__Task data__:

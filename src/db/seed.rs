//! One-time import of the bundled JSON seed into an empty translation store.
//!
//! The presence of any `metadata` row marks a store as seeded. The insert pass
//! runs inside a single transaction, so a failure leaves no metadata behind
//! and the next open retries from scratch.

use std::fs;
use std::path::Path;

use rusqlite::{params, Connection};
use serde::de::DeserializeOwned;

use super::error::SeedError;
use crate::models::{Book, Metadata, Verse};

pub const METADATA_FILE: &str = "metadata.json";
pub const BOOKS_FILE: &str = "books.json";
pub const VERSES_FILE: &str = "verses.json";

/// Parsed contents of the three seed files.
#[derive(Debug, Clone, Default)]
pub struct SeedData {
    pub metadata: Vec<Metadata>,
    pub books: Vec<Book>,
    pub verses: Vec<Verse>,
}

impl SeedData {
    /// Read and parse `metadata.json`, `books.json` and `verses.json` from `dir`.
    ///
    /// A seed without metadata rows is rejected: nothing would mark the store
    /// as seeded and the import would repeat on every open.
    pub fn load(dir: &Path) -> Result<Self, SeedError> {
        let metadata_path = dir.join(METADATA_FILE);
        let metadata: Vec<Metadata> = read_json(&metadata_path)?;
        if metadata.is_empty() {
            return Err(SeedError::MissingMetadata {
                path: metadata_path,
            });
        }
        Ok(Self {
            metadata,
            books: read_json(&dir.join(BOOKS_FILE))?,
            verses: read_json(&dir.join(VERSES_FILE))?,
        })
    }
}

#[derive(Debug, Clone, Copy, PartialEq, Eq)]
pub enum MigrationOutcome {
    /// Metadata was already present; nothing was read or written.
    Skipped,
    Seeded { books: usize, verses: usize },
}

fn read_json<T: DeserializeOwned>(path: &Path) -> Result<T, SeedError> {
    let raw = fs::read_to_string(path).map_err(|source| SeedError::Read {
        path: path.to_path_buf(),
        source,
    })?;
    serde_json::from_str(&raw).map_err(|source| SeedError::Parse {
        path: path.to_path_buf(),
        source,
    })
}

pub fn has_metadata(conn: &Connection) -> rusqlite::Result<bool> {
    conn.query_row("SELECT EXISTS(SELECT 1 FROM metadata)", [], |row| row.get(0))
}

/// Insert every seed row with replace-on-conflict semantics in one
/// transaction. Running it twice leaves row counts unchanged.
pub fn insert_seed(conn: &mut Connection, data: &SeedData) -> Result<(), SeedError> {
    let tx = conn.transaction()?;
    {
        let mut insert_book = tx.prepare(
            "INSERT OR REPLACE INTO book (id, book_reference_id, testament_reference_id, name)
             VALUES (?1, ?2, ?3, ?4)",
        )?;
        for book in &data.books {
            insert_book.execute(params![
                book.id,
                book.book_reference_id,
                book.testament_reference_id,
                book.name
            ])?;
        }

        let mut insert_verse = tx.prepare(
            "INSERT OR REPLACE INTO verse (id, book_id, chapter, verse, text)
             VALUES (?1, ?2, ?3, ?4, ?5)",
        )?;
        for verse in &data.verses {
            insert_verse.execute(params![
                verse.id,
                verse.book_id,
                verse.chapter,
                verse.verse,
                verse.text
            ])?;
        }

        // Metadata goes last: it is the "seeded" marker.
        let mut insert_metadata = tx.prepare(
            "INSERT OR REPLACE INTO metadata
                (name, version, copyright, permissions, language_id, book_name_language)
             VALUES (?1, ?2, ?3, ?4, ?5, ?6)",
        )?;
        for meta in &data.metadata {
            insert_metadata.execute(params![
                meta.name,
                meta.version,
                meta.copyright,
                meta.permissions,
                meta.language_id,
                meta.book_name_language
            ])?;
        }
    }
    tx.commit()?;
    Ok(())
}

/// Seed the store from `seed_dir` unless it already carries metadata.
pub fn migrate_if_needed(
    conn: &mut Connection,
    seed_dir: &Path,
) -> Result<MigrationOutcome, SeedError> {
    if has_metadata(conn)? {
        return Ok(MigrationOutcome::Skipped);
    }

    log::info!("store has no metadata, seeding from {}", seed_dir.display());
    let data = SeedData::load(seed_dir)?;
    insert_seed(conn, &data)?;

    log::info!(
        "seeded {} books and {} verses",
        data.books.len(),
        data.verses.len()
    );
    Ok(MigrationOutcome::Seeded {
        books: data.books.len(),
        verses: data.verses.len(),
    })
}
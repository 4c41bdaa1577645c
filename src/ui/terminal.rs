use std::io::{self, Stdout};
use std::time::Duration;

use anyhow::{Context, Result};
use crossterm::event::{self, Event, KeyEventKind};
use crossterm::execute;
use crossterm::terminal::{
    disable_raw_mode, enable_raw_mode, EnterAlternateScreen, LeaveAlternateScreen,
};
use ratatui::backend::CrosstermBackend;
use ratatui::Terminal;

use super::app::App;

/// Spin up the terminal backend, enter the draw loop, and keep processing input
/// and background results until the user quits.
pub fn run_app(app: &mut App) -> Result<()> {
    let mut stdout = io::stdout();
    enable_raw_mode().context("failed to enable raw mode")?;
    execute!(stdout, EnterAlternateScreen).context("failed to enter alternate screen")?;
    let backend = CrosstermBackend::new(stdout);
    let mut terminal = Terminal::new(backend).context("failed to create terminal backend")?;

    let result = loop {
        app.process_messages();

        if let Err(err) = terminal.draw(|frame| app.draw(frame)) {
            break Err(err).context("failed to draw frame");
        }

        match event::poll(Duration::from_millis(250)) {
            Ok(true) => match event::read() {
                Ok(Event::Key(key_event)) if key_event.kind == KeyEventKind::Press => {
                    if app.handle_key(key_event.code) {
                        break Ok(());
                    }
                }
                Ok(_) => {}
                Err(err) => break Err(err).context("failed to read event"),
            },
            Ok(false) => {}
            Err(err) => break Err(err).context("event polling failed"),
        }
    };

    cleanup_terminal(&mut terminal)?;
    result
}

fn cleanup_terminal(terminal: &mut Terminal<CrosstermBackend<Stdout>>) -> Result<()> {
    disable_raw_mode().context("failed to disable raw mode")?;
    execute!(terminal.backend_mut(), LeaveAlternateScreen)
        .context("failed to leave alternate screen")?;
    terminal
        .show_cursor()
        .context("failed to restore cursor visibility")
}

__Your task__:
For each line of the listing that holds the word "LeaveAlternateScreen", show that line.

__Output below__:
    disable_raw_mode, enable_raw_mode, EnterAlternateScreen, LeaveAlternateScreen,
    execute!(terminal.backend_mut(), LeaveAlternateScreen)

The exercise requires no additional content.